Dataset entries
◆ ◆ ◆ ◆
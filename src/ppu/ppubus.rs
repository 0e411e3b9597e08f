use crate::{cartridge::Mirroring, mapper::MapperSlot};

pub const BACKGROUND_COLOR: u16 = 0x3f00;

/// PPU address space: pattern tables live on the cartridge, nametables and
/// palettes live here.
pub struct PPUBus {
    name_tables: [u8; 0x800],
    palette_table: [u8; 32], /* stores an index into SYSTEM_PALETTE */
}

impl PPUBus {
    pub fn new() -> PPUBus {
        PPUBus {
            name_tables: [0; 0x800],
            palette_table: [0; 32],
        }
    }

    // $3F10/$3F14/$3F18/$3F1C are the backdrop entries of $3F00/$3F04/$3F08/$3F0C
    fn mirror_palette_addr(addr: u16) -> usize {
        let addr = (addr & 0x1f) as usize;
        match addr {
            0x10 | 0x14 | 0x18 | 0x1c => addr - 0x10,
            _ => addr,
        }
    }
    /*
     Mirroring schemes:
     Addresses
     [0x2000] [0x2400]
     [0x2800] [0x2c00]

     Reality
     [A] [B]

     Horizontal
     [A] [a]
     [B] [b]

     Vertical
     [A] [B]
     [a] [b]
    */
    fn mirror_nametable_addr(addr: u16, mirroring: Mirroring) -> usize {
        let base = addr & 0x0fff;
        let (table, idx) = (base / 0x400, (base % 0x400) as usize);
        match (table, mirroring) {
            (0 | 1, Mirroring::Horizontal) => idx,
            (_, Mirroring::Horizontal) => 0x400 + idx,
            // no extra VRAM on the board, four-screen is treated as vertical
            (0 | 2, Mirroring::Vertical | Mirroring::FourScreen) => idx,
            (_, Mirroring::Vertical | Mirroring::FourScreen) => 0x400 + idx,
        }
    }

    fn mirroring(slot: &MapperSlot) -> Mirroring {
        slot.as_ref()
            .map_or(Mirroring::Horizontal, |mapper| mapper.mirroring())
    }

    pub fn read_memory(&self, slot: &MapperSlot, addr: u16) -> u8 {
        let addr = addr & 0x3fff;
        match addr {
            0x0000..=0x1fff => slot.as_ref().map_or(0, |mapper| mapper.read_chr(addr)),
            0x2000..=0x3eff => {
                self.name_tables[PPUBus::mirror_nametable_addr(addr, PPUBus::mirroring(slot))]
            }
            _ => self.palette_table[PPUBus::mirror_palette_addr(addr)],
        }
    }

    pub fn write_memory(&mut self, slot: &mut MapperSlot, addr: u16, value: u8) {
        let addr = addr & 0x3fff;
        match addr {
            0x0000..=0x1fff => {
                if let Some(mapper) = slot.as_mut() {
                    mapper.write_chr(addr, value)
                }
            }
            0x2000..=0x3eff => {
                let idx = PPUBus::mirror_nametable_addr(addr, PPUBus::mirroring(slot));
                self.name_tables[idx] = value
            }
            _ => self.palette_table[PPUBus::mirror_palette_addr(addr)] = value,
        }
    }

    /// Palette RAM entry `idx` (0..32), mirrors applied.
    pub fn palette(&self, idx: u8) -> u8 {
        self.palette_table[PPUBus::mirror_palette_addr(idx as u16)] & 0x3f
    }
}

impl Default for PPUBus {
    fn default() -> Self {
        PPUBus::new()
    }
}

#[cfg(test)]
mod ppubus_test {
    use crate::{cartridge::Mirroring, mapper::MapperSlot};

    use super::PPUBus;

    #[test]
    fn test_mirror_nametable_addr() {
        let vertical0 = PPUBus::mirror_nametable_addr(0x2005, Mirroring::Vertical);
        assert_eq!(vertical0, 0x05, "actual: {:#x}", vertical0);

        let vertical1 = PPUBus::mirror_nametable_addr(0x2405, Mirroring::Vertical);
        assert_eq!(vertical1, 0x405, "actual: {:#x}", vertical1);

        let vertical2 = PPUBus::mirror_nametable_addr(0x2805, Mirroring::Vertical);
        assert_eq!(vertical2, 0x05, "actual: {:#x}", vertical2);

        let vertical3 = PPUBus::mirror_nametable_addr(0x2c05, Mirroring::Vertical);
        assert_eq!(vertical3, 0x405, "actual: {:#x}", vertical3);

        let horizontal1 = PPUBus::mirror_nametable_addr(0x2405, Mirroring::Horizontal);
        assert_eq!(horizontal1, 0x05, "actual: {:#x}", horizontal1);

        let horizontal2 = PPUBus::mirror_nametable_addr(0x2805, Mirroring::Horizontal);
        assert_eq!(horizontal2, 0x405, "actual: {:#x}", horizontal2);

        // $3000-$3EFF mirrors $2000-$2EFF
        let upper = PPUBus::mirror_nametable_addr(0x3805, Mirroring::Horizontal);
        assert_eq!(upper, 0x405, "actual: {:#x}", upper);
    }

    #[test]
    fn test_palette_mirrors_on_read_and_write() {
        let mut bus = PPUBus::new();
        let mut slot: MapperSlot = None;

        bus.write_memory(&mut slot, 0x3f10, 0x21);
        assert_eq!(bus.read_memory(&slot, 0x3f00), 0x21);

        bus.write_memory(&mut slot, 0x3f08, 0x12);
        assert_eq!(bus.read_memory(&slot, 0x3f18), 0x12);

        // only the backdrop slots alias; $3F11 is its own entry
        bus.write_memory(&mut slot, 0x3f11, 0x05);
        assert_eq!(bus.read_memory(&slot, 0x3f01), 0x00);
        // $3F20-$3FFF repeat the 32 entries
        assert_eq!(bus.read_memory(&slot, 0x3f31), 0x05);
    }
}
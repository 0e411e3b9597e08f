// Byte helpers shared by the CPU and PPU
pub fn join_hi_low(lo: u8, hi: u8) -> u16 {
    (hi as u16) << 0x8 | (lo as u16)
}

/**
 * Breaks an addr into (lo, hi) bytes.
 */
pub fn as_lo_hi(addr: u16) -> (u8, u8) {
    ((addr & 0xff) as u8, ((addr >> 0x8) & 0xff) as u8)
}

pub fn get_bit(byte: u8, n: u8) -> u8 {
    byte >> n & 0x01
}

/// True when `a` and `b` live on different 256-byte pages.
pub fn page_crossed(a: u16, b: u16) -> bool {
    (a & 0xff00) != (b & 0xff00)
}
◆ ◆ ◆ ◆
§ Exercise brief
Copy the lines above exactly, beginning at the line that has "if let Some(mapper)" and stopping after the line that has "pub fn palette(&self, idx: u8)", and omit the rest.

§ Answer area
                if let Some(mapper) = slot.as_mut() {
                    mapper.write_chr(addr, value)
                }
            }
            0x2000..=0x3eff => {
                let idx = PPUBus::mirror_nametable_addr(addr, PPUBus::mirroring(slot));
                self.name_tables[idx] = value
            }
            _ => self.palette_table[PPUBus::mirror_palette_addr(addr)] = value,
        }
    }

    /// Palette RAM entry `idx` (0..32), mirrors applied.
    pub fn palette(&self, idx: u8) -> u8 {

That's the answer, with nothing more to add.